OrdinalPolicy.NO_PARENTS). Also, this is the "best" compression that we could 
get for these numbers, but if we really encoded them I suspect it would be 
worse. Because we cannot reorder after sorting+dgap, so e.g. if we have a 
series of 5-1 values (5 small, 1 large), we would waste 2 bits on the 5 small 
ones. 2 bits here, 2 bits there, they add up.

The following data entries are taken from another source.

use std::fs::File;
use std::path::PathBuf;

use approx::assert_relative_eq;
use image::{GrayImage, Luma};
use ndarray::ArrayD;
use ndarray_npy::NpzReader;

use stereo_calib::calibration::{collect_samples, stereo_calibration, CalibrationConfig};
use stereo_calib::synthetic::{self, board_poses, SyntheticRig};
use stereo_calib::{CalibrationError, ChessboardPattern, SampleStatus};

fn pattern() -> ChessboardPattern {
    ChessboardPattern::new(4, 8, 0.03).unwrap()
}

fn scratch(name: &str) -> PathBuf {
    let dir = std::env::temp_dir().join(format!("stereo_calib_pipeline_{}", name));
    let _ = std::fs::remove_dir_all(&dir);
    dir
}

fn dataset(name: &str, pairs: usize) -> (PathBuf, CalibrationConfig) {
    let root = scratch(name);
    let config = CalibrationConfig::builder(pattern())
        .param_save_path(root.join("params"))
        .build()
        .unwrap();
    synthetic::write_dataset(
        &root.join("input"),
        &config.subdirs,
        &SyntheticRig::default(),
        &pattern(),
        pairs,
    )
    .unwrap();
    (root, config)
}

fn npz_array(npz: &mut NpzReader<File>, name: &str) -> ArrayD<f64> {
    let entry = npz
        .names()
        .unwrap()
        .into_iter()
        .find(|n| n.trim_end_matches(".npy") == name)
        .unwrap_or_else(|| panic!("{} missing from archive", name));
    npz.by_name(&entry).unwrap()
}

#[test]
fn test_end_to_end_synthetic_rig() {
    let (root, mut config) = dataset("end_to_end", 10);
    config.render_dir = Some(root.join("render"));

    let result = stereo_calibration(&root.join("input"), &config).unwrap();
    assert!(result.rms_error > 0.0 && result.rms_error < 2.0, "rms {}", result.rms_error);
    assert!(result.sample_count() >= 8, "only {} samples", result.sample_count());
    assert_eq!(result.outcomes.len(), 10);

    let rig = SyntheticRig::default();
    assert_relative_eq!(result.translation, rig.translation, epsilon = 0.01);
    assert_relative_eq!(result.rotation, rig.rotation, epsilon = 0.01);
    assert_relative_eq!(
        result.essential,
        stereo_calib::geometry::skew(&result.translation) * result.rotation,
        epsilon = 1e-12
    );
    assert_relative_eq!(result.fundamental[(2, 2)], 1.0, epsilon = 1e-12);
    let left = &result.cameras.left.intrinsics;
    assert!((left.fx - 600.0).abs() < 10.0, "fx {}", left.fx);

    // optical axes of the rectified cameras coincide
    let rect = &result.rectification;
    assert_relative_eq!(
        rect.r2 * result.rotation * rect.r1.transpose(),
        nalgebra::Matrix3::identity(),
        epsilon = 1e-9
    );
    let baseline = rect.r2 * result.translation;
    assert!(baseline.x.abs() > 0.99 * baseline.norm());

    let archive = root.join("params").join("stereo_calib.npz");
    assert_eq!(result.archive, archive);
    let mut npz = NpzReader::new(File::open(&archive).unwrap()).unwrap();
    let shapes: [(&str, &[usize]); 11] = [
        ("mtxL", &[3, 3]),
        ("distL", &[5]),
        ("mtxR", &[3, 3]),
        ("distR", &[5]),
        ("R", &[3, 3]),
        ("T", &[3, 1]),
        ("R1", &[3, 3]),
        ("R2", &[3, 3]),
        ("P1", &[3, 4]),
        ("P2", &[3, 4]),
        ("Q", &[4, 4]),
    ];
    for (name, shape) in shapes {
        assert_eq!(npz_array(&mut npz, name).shape(), shape, "{}", name);
    }
    let t = npz_array(&mut npz, "T");
    assert_relative_eq!(t[[0, 0]], result.translation.x, epsilon = 1e-15);
    let mtx = npz_array(&mut npz, "mtxL");
    assert_relative_eq!(mtx[[0, 0]], left.fx, epsilon = 1e-15);
    assert_relative_eq!(mtx[[2, 2]], 1.0);

    let first = result
        .outcomes
        .iter()
        .find_map(|o| o.status.sample_index())
        .unwrap();
    assert_eq!(first, 0);
    assert!(root.join("render/stereo_left/left_img0.png").is_file());
    assert!(root.join("render/stereo_right/right_img0.png").is_file());
}

#[test]
fn test_no_usable_pairs_is_insufficient() {
    let root = scratch("blank");
    let config = CalibrationConfig::builder(pattern())
        .param_save_path(root.join("params"))
        .build()
        .unwrap();
    for side in [&config.subdirs.left, &config.subdirs.right] {
        let dir = root.join("input").join(side);
        std::fs::create_dir_all(&dir).unwrap();
        for i in 0..3 {
            GrayImage::from_pixel(64, 48, Luma([90]))
                .save(dir.join(synthetic::image_name(i)))
                .unwrap();
        }
    }

    match stereo_calibration(&root.join("input"), &config) {
        Err(CalibrationError::InsufficientSamples { found, required }) => {
            assert_eq!(found, 0);
            assert_eq!(required, 3);
        }
        other => panic!("expected InsufficientSamples, got {:?}", other.map(|r| r.rms_error)),
    }
    assert!(!root.join("params").join("stereo_calib.npz").exists());
}

#[test]
fn test_empty_input_is_insufficient() {
    let root = scratch("empty");
    let config = CalibrationConfig::builder(pattern()).build().unwrap();
    std::fs::create_dir_all(root.join("stereo_left")).unwrap();
    std::fs::create_dir_all(root.join("stereo_right")).unwrap();
    let err = stereo_calibration(&root, &config).unwrap_err();
    assert!(matches!(
        err,
        CalibrationError::InsufficientSamples { found: 0, .. }
    ));
}

#[test]
fn test_identical_runs_are_deterministic() {
    let (root, config) = dataset("determinism", 6);
    let first = stereo_calibration(&root.join("input"), &config).unwrap();
    let second = stereo_calibration(&root.join("input"), &config).unwrap();
    assert_relative_eq!(first.rotation, second.rotation, epsilon = 1e-9);
    assert_relative_eq!(first.translation, second.translation, epsilon = 1e-9);
    assert_relative_eq!(
        first.cameras.left.camera_matrix(),
        second.cameras.left.camera_matrix(),
        epsilon = 1e-9
    );
    assert_relative_eq!(first.rectification.q, second.rectification.q, epsilon = 1e-9);
    assert_eq!(first.outcomes, second.outcomes);
}

#[test]
fn test_image_limit_takes_first_pairs_by_name() {
    let (root, config) = dataset("limit", 15);
    let input = root.join("input");

    let mut limited = config.clone();
    limited.image_limit = 10;
    let (samples, outcomes, _) = collect_samples(&input, &limited).unwrap();
    assert_eq!(outcomes.len(), 10);
    assert!(samples.len() <= 10);
    for (i, outcome) in outcomes.iter().enumerate() {
        assert_eq!(outcome.files.left, synthetic::image_name(i));
    }

    let mut generous = config;
    generous.image_limit = 20;
    let (_, outcomes, size) = collect_samples(&input, &generous).unwrap();
    assert_eq!(outcomes.len(), 15);
    assert_eq!(size.map(|s| (s.width, s.height)), Some((640, 480)));
}

#[test]
fn test_blank_right_image_drops_the_pair() {
    let (root, config) = dataset("drop", 4);
    let input = root.join("input");
    GrayImage::from_pixel(640, 480, Luma([128]))
        .save(input.join(&config.subdirs.right).join(synthetic::image_name(1)))
        .unwrap();

    let (samples, outcomes, _) = collect_samples(&input, &config).unwrap();
    assert_eq!(outcomes[1].status, SampleStatus::RejectedRight);
    assert_eq!(samples.left.len(), samples.right.len());
    assert!(outcomes
        .iter()
        .all(|o| o.status == SampleStatus::RejectedRight || o.status.sample_index().is_some()));

    // retained indices skip the dropped pair
    assert_eq!(outcomes[0].status, SampleStatus::Accepted { index: 0 });
    assert_eq!(outcomes[2].status, SampleStatus::Accepted { index: 1 });
    assert_eq!(samples.len(), 3);
}

#[test]
fn test_detected_corners_follow_object_point_order() {
    let (root, config) = dataset("order", 3);
    let (samples, outcomes, _) = collect_samples(&root.join("input"), &config).unwrap();
    let rig = SyntheticRig::default();
    let poses = board_poses(&pattern(), 3);

    for (pair, outcome) in outcomes.iter().enumerate() {
        let Some(index) = outcome.status.sample_index() else {
            continue;
        };
        let ideal = rig.project_corners(&pattern(), &poses[pair]).unwrap();
        for (detected, expected) in [
            (&samples.left[index], &ideal.left),
            (&samples.right[index], &ideal.right),
        ] {
            assert_eq!(detected.len(), 32);
            for (d, e) in detected.iter().zip(expected.iter()) {
                assert!((d - e).norm() < 0.5, "{:?} vs {:?}", d, e);
            }
        }
    }
    assert!(samples.len() >= 2);
    // board x axis maps to the image x axis
    let row = &samples.left[0];
    assert!(row[1].x > row[0].x);
    assert!(row[8].y > row[0].y);
}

Still, I wonder what would be the speed of such decoder. And what are the 
statistics for the real Wikipedia index, with its 25 ords per doc. Encoders 
like the one above greatly benefit when there are a large number of values 
(because there are more chances for small values).
                
> Write a PackedIntsEncoder/Decoder for facets
> --------------------------------------------
>
>                 Key: LUCENE-4609
>                 URL: https://issues.apache.org/jira/browse/LUCENE-4609
>             Project: Lucene - Core
>          Issue Type: New Feature
>          Components: modules/facet
>            Reporter: Shai Erera
>            Priority: Minor
>         Attachments: LUCENE-4609.patch, LUCENE-4609.patch
>
>
> Today the facets API lets you write IntEncoder/Decoder to encode/decode the 
> category ordinals. We have several such encoders, including VInt (default), 
> and block encoders.
> It would be interesting to implement and benchmark a 
> PackedIntsEncoder/Decoder, with potentially two variants: (1) receives 
> bitsPerValue up front, when you e.g. know that you have a small taxonomy and 
> the max value you can see and (2) one that decides for each doc on the 
> optimal bitsPerValue, writes it as a header in the byte[] or something.